Die primitive Elementarzelle ist eine Zelle, die nur einen Gitterpunkt enthält (in der Grafik ist sie dunkler dargestellt).
Je nach Koordinationszahl entstehen verschiedene Elementarzellen:
- KZ = 4 Zinksulfid-Typ (also nur 4 Nachbarn pro Ion) bildet einen Tetraeder
- KZ = 6 Natriumchlorid-Typ (also 6 Nachbarn pro Ion) bildet einen Oktaeder
- KZ = 8 Cäsiumchlorid-Typ (also 8 Nachbarn pro Ion) bildet einen Würfel
Die Summenformel gibt dementsprechend also nur das Verhältnis der Ionen an!
Basis
Die Basis einer Kristallstruktur sind Atome, Ionen oder Moleküle. Diese Teilchen werden im Kristallgitter angeordnet. Weil die Basis oft eine niedrigere Symmetrie hat als das Gitter, hat die Kristallstruktur oft auch eine niedrigere Symmetrie als das Gitter. Die Basis besteht mindestens aus einem Atom, kann aber auch einige tausend Atome umfassen (Proteinkristalle). Im Kochsalz besteht die Basis aus einem Na+ und einem Cl- Ion.

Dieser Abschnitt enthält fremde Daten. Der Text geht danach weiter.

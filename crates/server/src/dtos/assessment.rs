use chrono::{DateTime, Utc};
use database::services::{
    allocation::AllocationInput,
    assessment::{AssessmentPatch, NewAssessment},
    marks::MarkEntry,
};
use serde::Deserialize;
use utoipa::ToSchema;
use uuid::Uuid;

#[derive(Debug, Deserialize, ToSchema)]
#[serde(rename_all = "camelCase")]
pub struct CreateAssessmentRequest {
    pub course_id: Uuid,
    pub title: String,
    pub description: Option<String>,
    pub max_marks: f64,
    #[serde(default)]
    pub weightage: f64,
    #[serde(rename = "type")]
    pub assessment_type: String,
    pub mode: Option<String>,
    pub sub_type: Option<String>,
    pub semester: i32,
    pub year: i32,
    pub scheduled_date: Option<DateTime<Utc>>,
    pub submission_deadline: Option<DateTime<Utc>>,
}

impl From<CreateAssessmentRequest> for NewAssessment {
    fn from(req: CreateAssessmentRequest) -> Self {
        Self {
            course_id: req.course_id,
            title: req.title,
            description: req.description,
            max_marks: req.max_marks,
            weightage: req.weightage,
            assessment_type: req.assessment_type,
            mode: req.mode,
            sub_type: req.sub_type,
            semester: req.semester,
            year: req.year,
            scheduled_date: req.scheduled_date,
            submission_deadline: req.submission_deadline,
        }
    }
}

/// Only the supplied fields change
#[derive(Debug, Default, Deserialize, ToSchema)]
#[serde(rename_all = "camelCase")]
pub struct UpdateAssessmentRequest {
    pub title: Option<String>,
    pub description: Option<String>,
    pub max_marks: Option<f64>,
    pub weightage: Option<f64>,
    #[serde(rename = "type")]
    pub assessment_type: Option<String>,
    pub mode: Option<String>,
    pub sub_type: Option<String>,
    pub semester: Option<i32>,
    pub year: Option<i32>,
    pub scheduled_date: Option<DateTime<Utc>>,
    pub submission_deadline: Option<DateTime<Utc>>,
}

impl From<UpdateAssessmentRequest> for AssessmentPatch {
    fn from(req: UpdateAssessmentRequest) -> Self {
        Self {
            title: req.title,
            description: req.description,
            max_marks: req.max_marks,
            weightage: req.weightage,
            assessment_type: req.assessment_type,
            mode: req.mode,
            sub_type: req.sub_type,
            semester: req.semester,
            year: req.year,
            scheduled_date: req.scheduled_date,
            submission_deadline: req.submission_deadline,
        }
    }
}

#[derive(Debug, Deserialize, ToSchema)]
#[serde(rename_all = "camelCase")]
pub struct CloAllocationRequest {
    pub clo_id: Uuid,
    pub marks_allocated: f64,
    pub weightage: Option<f64>,
    pub bloom_level: Option<String>,
}

/// Replaces every CLO allocation of an assessment
#[derive(Debug, Deserialize, ToSchema)]
#[serde(rename_all = "camelCase")]
pub struct AllocateClosRequest {
    #[serde(default)]
    pub clo_allocations: Vec<CloAllocationRequest>,
}

impl AllocateClosRequest {
    pub fn into_inputs(self) -> Vec<AllocationInput> {
        self.clo_allocations
            .into_iter()
            .map(|a| AllocationInput {
                clo_id: a.clo_id,
                marks_allocated: a.marks_allocated,
                weightage: a.weightage,
                bloom_level: a.bloom_level,
            })
            .collect()
    }
}

#[derive(Debug, Clone, Copy, Deserialize, ToSchema)]
#[serde(rename_all = "camelCase")]
pub struct MarkEntryRequest {
    pub student_id: Uuid,
    pub clo_id: Uuid,
    pub marks_obtained: f64,
}

#[derive(Debug, Deserialize, ToSchema)]
#[serde(rename_all = "camelCase")]
pub struct BulkMarksRequest {
    #[serde(default)]
    pub marks_entries: Vec<MarkEntryRequest>,
}

impl BulkMarksRequest {
    pub fn into_entries(self) -> Vec<MarkEntry> {
        self.marks_entries
            .into_iter()
            .map(|m| MarkEntry {
                student_id: m.student_id,
                clo_id: m.clo_id,
                marks_obtained: m.marks_obtained,
            })
            .collect()
    }
}
use sea_orm::entity::prelude::*;
use serde::{Deserialize, Serialize};

/// Program-specific outcome, shared by every course of the program
#[derive(Clone, Debug, PartialEq, DeriveEntityModel, Serialize, Deserialize)]
#[sea_orm(table_name = "program_specific_outcomes")]
#[serde(rename_all = "camelCase")]
pub struct Model {
    #[sea_orm(primary_key, auto_increment = false)]
    pub id: Uuid,
    pub program_id: Uuid,
    pub code: String,
    #[sea_orm(column_type = "Text")]
    pub statement: String,
}

#[derive(Copy, Clone, Debug, EnumIter, DeriveRelation)]
pub enum Relation {
    #[sea_orm(
        belongs_to = "super::program::Entity",
        from = "Column::ProgramId",
        to = "super::program::Column::Id"
    )]
    Program,
    #[sea_orm(has_many = "super::clo_pso_mapping::Entity")]
    Mappings,
}

impl Related<super::program::Entity> for Entity {
    fn to() -> RelationDef {
        Relation::Program.def()
    }
}

impl Related<super::clo_pso_mapping::Entity> for Entity {
    fn to() -> RelationDef {
        Relation::Mappings.def()
    }
}

impl ActiveModelBehavior for ActiveModel {}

In der Literatur wird oft von der Gitterstruktur gesprochen. Man spricht dann vom Natriumchloridgitter, Cäsiumchloridgitter, usw. Weil aber das Kristallgitter nur Punkte enthält und keine Ionen, ist diese Ausdrucksweise irreführend. Präziser heißt es Natriumchloridstruktur, Cäsiumchloridstruktur, Diamantstruktur oder auch Zinksulfidstruktur. Diese Strukturen werden für die Typisierung einer Reihe anderer Verbindungen genutzt, die im Bezug auf die Kristallstruktur mit den Beispielen übereinstimmen. Man kann also auch die Begriffe Natriumchloridstrukturtyp, Cäsiumchloridstrukturtyp, usw. verwenden.